The reigning World Series Champion Kansas City Royals have had a rather successful offseason. They lost Ben Zobrist to free agency, but were able to retain the services of left fielder Alex Gordon. And that might prove to be the better move for the Royals. More on that in a bit. To shore up a rotation that saw the departure of second-half-hero Johnny Cueto, the R0yals have now given Ian Kennedy a five-year, $70 million contract, with an opt-out after two years. It’s a somewhat curious contract on the surface, even ignoring the opt-out for the moment, but I think I understand the Royals’ logic on this one.

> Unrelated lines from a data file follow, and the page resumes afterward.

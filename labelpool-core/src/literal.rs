//! Decoder for string-literal structured fields.
//!
//! Sample rows carry two structured sub-fields as text in Python literal
//! syntax: a coded mapping (`{'cell type': 'T cell'}`) and a list of
//! ontology term codes (`['CL:0000084', u'UBERON:0000178']`). This module
//! parses the supported literal subset into `serde_json::Value`.
//!
//! Supported: quoted strings (single or double, optional `u`/`b` prefix,
//! backslash escapes), integers (optional `L` suffix), floats, `True`,
//! `False`, `None`, lists, tuples (decoded as lists), and dicts with scalar
//! keys (non-string keys are stringified).

use crate::error::FieldError;
use serde_json::{Map, Number, Value};

/// Field name used in errors for the coded mapping.
pub const KEY_VALUE_FIELD: &str = "key_value";
/// Field name used in errors for the ontology code list.
pub const ONTOLOGY_FIELD: &str = "ontology_mapping";

/// Parse one literal expression.
pub fn parse_literal(field: &str, text: &str) -> Result<Value, FieldError> {
    let mut parser = Parser::new(field, text);
    parser.skip_ws();
    let value = parser.value()?;
    parser.skip_ws();
    if parser.peek().is_some() {
        return Err(parser.error("trailing characters after literal"));
    }
    Ok(value)
}

/// Absent, blank, and `None` all mean "no structured value".
fn is_blank(text: Option<&str>) -> bool {
    match text {
        None => true,
        Some(t) => {
            let t = t.trim();
            t.is_empty() || t == "None"
        }
    }
}

/// Decode a coded-mapping field into an object.
pub fn decode_coded_mapping(text: Option<&str>) -> Result<Map<String, Value>, FieldError> {
    if is_blank(text) {
        return Ok(Map::new());
    }
    let text = text.unwrap_or_default();
    match parse_literal(KEY_VALUE_FIELD, text)? {
        Value::Object(map) => Ok(map),
        Value::Null => Ok(Map::new()),
        _ => Err(FieldError {
            field: KEY_VALUE_FIELD.to_string(),
            offset: 0,
            reason: "expected a mapping".to_string(),
        }),
    }
}

/// Decode an ontology field into its list of term codes.
pub fn decode_ontology_codes(text: Option<&str>) -> Result<Vec<String>, FieldError> {
    if is_blank(text) {
        return Ok(Vec::new());
    }
    let text = text.unwrap_or_default();
    let items = match parse_literal(ONTOLOGY_FIELD, text)? {
        Value::Array(items) => items,
        Value::Null => return Ok(Vec::new()),
        _ => {
            return Err(FieldError {
                field: ONTOLOGY_FIELD.to_string(),
                offset: 0,
                reason: "expected a list of term codes".to_string(),
            })
        }
    };

    items
        .into_iter()
        .map(|item| match item {
            Value::String(code) => Ok(code),
            other => Err(FieldError {
                field: ONTOLOGY_FIELD.to_string(),
                offset: 0,
                reason: format!("term code must be a string, got {}", other),
            }),
        })
        .collect()
}

struct Parser<'a> {
    field: &'a str,
    chars: Vec<char>,
    pos: usize,
}

impl<'a> Parser<'a> {
    fn new(field: &'a str, text: &str) -> Self {
        Self {
            field,
            chars: text.chars().collect(),
            pos: 0,
        }
    }

    fn error(&self, reason: impl Into<String>) -> FieldError {
        FieldError {
            field: self.field.to_string(),
            offset: self.pos,
            reason: reason.into(),
        }
    }

    fn peek(&self) -> Option<char> {
        self.chars.get(self.pos).copied()
    }

    fn peek_at(&self, ahead: usize) -> Option<char> {
        self.chars.get(self.pos + ahead).copied()
    }

    fn bump(&mut self) -> Option<char> {
        let c = self.peek()?;
        self.pos += 1;
        Some(c)
    }

    fn skip_ws(&mut self) {
        while matches!(self.peek(), Some(c) if c.is_whitespace()) {
            self.pos += 1;
        }
    }

    fn expect(&mut self, expected: char) -> Result<(), FieldError> {
        match self.bump() {
            Some(c) if c == expected => Ok(()),
            Some(c) => {
                self.pos -= 1;
                Err(self.error(format!("expected '{}', found '{}'", expected, c)))
            }
            None => Err(self.error(format!("expected '{}', found end of input", expected))),
        }
    }

    fn value(&mut self) -> Result<Value, FieldError> {
        match self.peek() {
            Some('[') => self.sequence('[', ']'),
            Some('(') => self.sequence('(', ')'),
            Some('{') => self.dict(),
            Some('\'') | Some('"') => self.string().map(Value::String),
            Some('u') | Some('U') | Some('b') | Some('B')
                if matches!(self.peek_at(1), Some('\'') | Some('"')) =>
            {
                self.pos += 1;
                self.string().map(Value::String)
            }
            Some(c) if c == '-' || c == '+' || c == '.' || c.is_ascii_digit() => self.number(),
            Some(c) if c.is_ascii_alphabetic() => self.keyword(),
            Some(c) => Err(self.error(format!("unexpected character '{}'", c))),
            None => Err(self.error("unexpected end of input")),
        }
    }

    fn sequence(&mut self, open: char, close: char) -> Result<Value, FieldError> {
        self.expect(open)?;
        let mut items = Vec::new();
        loop {
            self.skip_ws();
            if self.peek() == Some(close) {
                self.pos += 1;
                return Ok(Value::Array(items));
            }
            items.push(self.value()?);
            self.skip_ws();
            match self.peek() {
                Some(',') => self.pos += 1,
                Some(c) if c == close => {}
                _ => return Err(self.error(format!("expected ',' or '{}'", close))),
            }
        }
    }

    fn dict(&mut self) -> Result<Value, FieldError> {
        self.expect('{')?;
        let mut map = Map::new();
        loop {
            self.skip_ws();
            if self.peek() == Some('}') {
                self.pos += 1;
                return Ok(Value::Object(map));
            }
            let key = match self.value()? {
                Value::String(s) => s,
                Value::Array(_) | Value::Object(_) => {
                    return Err(self.error("dict keys must be scalars"))
                }
                Value::Null => "None".to_string(),
                Value::Bool(true) => "True".to_string(),
                Value::Bool(false) => "False".to_string(),
                Value::Number(n) => n.to_string(),
            };
            self.skip_ws();
            self.expect(':')?;
            self.skip_ws();
            let value = self.value()?;
            map.insert(key, value);
            self.skip_ws();
            match self.peek() {
                Some(',') => self.pos += 1,
                Some('}') => {}
                _ => return Err(self.error("expected ',' or '}'")),
            }
        }
    }

    fn string(&mut self) -> Result<String, FieldError> {
        let quote = match self.bump() {
            Some(q @ ('\'' | '"')) => q,
            _ => return Err(self.error("expected a quote")),
        };
        let mut out = String::new();
        loop {
            match self.bump() {
                None => return Err(self.error("unterminated string")),
                Some(c) if c == quote => return Ok(out),
                Some('\\') => match self.bump() {
                    None => return Err(self.error("unterminated escape")),
                    Some('n') => out.push('\n'),
                    Some('t') => out.push('\t'),
                    Some('r') => out.push('\r'),
                    Some('0') => out.push('\0'),
                    Some('\\') => out.push('\\'),
                    Some('\'') => out.push('\''),
                    Some('"') => out.push('"'),
                    Some('x') => out.push(self.hex_escape(2)?),
                    Some('u') => out.push(self.hex_escape(4)?),
                    Some(other) => {
                        // unknown escapes are kept verbatim
                        out.push('\\');
                        out.push(other);
                    }
                },
                Some(c) => out.push(c),
            }
        }
    }

    fn hex_escape(&mut self, digits: usize) -> Result<char, FieldError> {
        let mut code = 0u32;
        for _ in 0..digits {
            let d = self
                .bump()
                .and_then(|c| c.to_digit(16))
                .ok_or_else(|| self.error("invalid hex escape"))?;
            code = code * 16 + d;
        }
        char::from_u32(code).ok_or_else(|| self.error("invalid code point"))
    }

    fn number(&mut self) -> Result<Value, FieldError> {
        let start = self.pos;
        let mut is_float = false;
        if matches!(self.peek(), Some('-') | Some('+')) {
            self.pos += 1;
        }
        while let Some(c) = self.peek() {
            match c {
                '0'..='9' => self.pos += 1,
                '.' => {
                    is_float = true;
                    self.pos += 1;
                }
                'e' | 'E' => {
                    is_float = true;
                    self.pos += 1;
                    if matches!(self.peek(), Some('-') | Some('+')) {
                        self.pos += 1;
                    }
                }
                _ => break,
            }
        }
        let text: String = self.chars[start..self.pos].iter().collect();
        // long-integer suffix
        if !is_float && matches!(self.peek(), Some('L') | Some('l')) {
            self.pos += 1;
        }

        if is_float {
            let f: f64 = text
                .parse()
                .map_err(|_| self.error(format!("invalid float '{}'", text)))?;
            Number::from_f64(f)
                .map(Value::Number)
                .ok_or_else(|| self.error("non-finite float"))
        } else {
            let i: i64 = text
                .parse()
                .map_err(|_| self.error(format!("invalid integer '{}'", text)))?;
            Ok(Value::from(i))
        }
    }

    fn keyword(&mut self) -> Result<Value, FieldError> {
        let start = self.pos;
        while matches!(self.peek(), Some(c) if c.is_ascii_alphanumeric() || c == '_') {
            self.pos += 1;
        }
        let word: String = self.chars[start..self.pos].iter().collect();
        match word.as_str() {
            "None" => Ok(Value::Null),
            "True" => Ok(Value::Bool(true)),
            "False" => Ok(Value::Bool(false)),
            _ => {
                self.pos = start;
                Err(self.error(format!("unknown name '{}'", word)))
            }
        }
    }
}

Recently, I wrote a piece on the best free agent starting pitchers that remained on the market. Ian Kennedy was second on that list, illustrating the fact that “best” is a relative term. In that article I opined that Kennedy wasn’t likely to secure a deal longer than three years, nor for more than around $10 million AAV. I was way off, but my reasoning was that he’s just not be very good. Here are his last five seasons:
There are some good years in there. But recently, it’s been mostly bad. The main problem Kennedy has is giving up home runs. Your immediate reaction may be to extol the virtues of pitching in the friendly confines of Kauffman Stadium. It is spacious. But so was Petco Park, and that didn’t stop Kennedy from posting his career worst HR/9 in 2015. The optimist will note that season’s HR/9 was so far out of line with even Kennedy’s generous career home run numbers that it’s possible, perhaps even probable, his HR rate should drop back down some.
Kennedy does do two things well though: make starts consistently over a full season and strike batters out. Perhaps to the Royals, his consistency in making starts is uniquely valuable.
If you look back at the two years they’ve made the Postseason, you’ll notice two things about that pitching staff. First is how good their bullpen has been. They had the second lowest ERA in 2015, for example. The second thing you’ll notice is how mediocre to actually bad their rotation has been. Their starting five had the 9th highest ERA in 2015, for example. Here’s evidence that the rotation’s overall quality is less important to the Royals than it is for some other teams.
So perhaps they’re more concerned about a starting pitcher’s ability to make every start, rather then his ability to pitch effectively. That doesn’t mean that Kennedy is a bad pitcher – it just means that perhaps he doesn’t need to make any large improvements to be worth his $50 million contract.
There is one thing that could greatly affect his production now that he’s a Royal, and that’s outfield defense. Giving his home run rate you might have guessed he’s a fly ball pitcher, and you’d be right. That’s not automatically a bad thing though. Fly balls are the easiest batted ball to convert into an out – assuming it doesn’t leave the park. And the Royals have one of the best outfield defenses in baseball. Their combined +32 DRS in 2015 was third best in baseball, and their +35.6 UZR was just fractions of a point behind first place.
When I first heard Kennedy was getting five years and $70 million, I scoffed. I’m still not sold this is a good deal. But I do think the Royals are uniquely designed to get the best out of him. This is where the opt-out comes into play. After two seasons, Kennedy can choose to become a free agent. If indeed the Royals are able to get the best out of him by then, it’s very likely he’ll choose to become a free agent. Whether the Royals view that as a bad thing is anyone’s guess, but it does take them off the hook for the three years of risk. And giving Kennedy’s recent history of mediocrity, that may be a good thing.
If the Royals felt they needed to add depth to their starting rotation, I think at this point in the offseason they made the best decision that was left to them. I had Yovani Gallardo rated higher, but the Royals are better suited to the flyball pitcher that Kennedy is. If they get lucky and he can keep his home run rate down, they’ve probably got themselves a solid mid-rotation starter. If not, then at least they have a starter they can count on for 30+ starts a year. And with their bullpen, that’s all they really need.